# Unsolicited phone call



## ChuckCNE (Apr 13, 2022)

I received a call from TFC (Trade Financial Corporation) claiming that there is a “legal filing” regarding deceptive sales practices against HGVC. They want me to attend an in person meeting to hear details. I’d appreciate any information about this?


----------



## vacationtime1 (Apr 13, 2022)

It's a scam; at that meeting, they will attempt to separate you from your money.  

Pretty much every unsolicited phone call regarding timeshares is likely a scam of some sort.

Even the name of this organization sounds like a scam; why did they select a name that could be easily confused with a real federal agency, the FTC?.


----------



## Janann (Apr 13, 2022)

Scam.  My best guess is that they will try to collect a fee to join the "lawsuit" that doesn't exist.


----------



## ChuckCNE (Apr 13, 2022)

Thanks for the quick responses, these confirm my gut feeling of a scam. I contacted HGVC with this information and will share their response when I get one.

Here is the body of the email TFC sent me:
I'm writing to confirm your meeting time that you made over the phone.

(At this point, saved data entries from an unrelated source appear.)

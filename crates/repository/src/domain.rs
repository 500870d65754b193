use serde::Serialize;
use std::borrow::Cow;

/// Descriptions are shortened to roughly this many characters for list views.
pub const SHORT_DESCRIPTION_LENGTH: usize = 200;

/// A video as shown to the user.
///
/// Always derived from the cache, never stored. A fresh value is built for
/// every emission of [`VideosRepository::videos`](crate::VideosRepository::videos).
#[derive(Debug, Clone, PartialEq, Eq, Hash, Serialize)]
pub struct DevByteVideo {
    pub url: String,
    pub title: String,
    pub description: String,
    pub updated: String,
    pub thumbnail: String,
}

impl DevByteVideo {
    /// The description cut at a word boundary to at most
    /// [`SHORT_DESCRIPTION_LENGTH`] characters, followed by `...` when
    /// anything was cut.
    pub fn short_description(&self) -> Cow<'_, str> {
        truncate_words(&self.description, SHORT_DESCRIPTION_LENGTH)
    }
}

fn truncate_words(text: &str, limit: usize) -> Cow<'_, str> {
    let Some((cut, _)) = text.char_indices().nth(limit) else {
        return Cow::Borrowed(text);
    };
    fn trim(s: &str) -> &str {
        s.trim_end_matches(|c: char| c.is_whitespace() || matches!(c, ',' | ';' | ':'))
    }
    let hard = &text[..cut];
    // Cutting inside a word drops that partial word, unless nothing would be left.
    let soft = match text[cut..].starts_with(char::is_whitespace) {
        true => hard,
        false => hard.rfind(char::is_whitespace).map_or(hard, |i| &hard[..i]),
    };
    let head = match trim(soft) {
        "" => trim(hard),
        soft => soft,
    };
    Cow::Owned(format!("{head}..."))
}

It is suggested you bring all parties that are on your deed in order to get the information for all parties involved. Any documents you may have such as; deed, maintenance fee bill, etc… may also be helpful.

If for any reason you need to change your reservation, please call 469-248-6698 as seating is extremely limited. We look forward to meeting with you.


 April Hinkle

Coordinator
TFC
M: 469.248.6698


----------



## dioxide45 (Apr 13, 2022)

If you own a HGV week, chances are you can get rid of the timeshare pretty easy (depending on what you own). As long as you have no outstanding loan, paying someone to get out of it or sue HGV is a pure waste of money and a scam.


----------



## rickandcindy23 (Apr 13, 2022)

It's definitely a scam.  No person who calls you really wants to help.


----------



## RonB (Apr 13, 2022)

Sorry folks - I picked up the wrong company.


----------



## dioxide45 (Apr 13, 2022)

RonB said:


> From the BBB:
> 
> https://www.bbb.org/us/ca/irvine/profile/mortgage-broker/etrade-financial-corp-1126-35001427


I don't think this is even the same company.


----------



## ChuckCNE (Apr 14, 2022)

Thanks for all the responses. This is my first contact with TUG and its' been enlightening to browse the site.
I'm not attending any meeting thanks to your input. We've been satisfied with our ownership with HGVC for the 7 years we've been with them.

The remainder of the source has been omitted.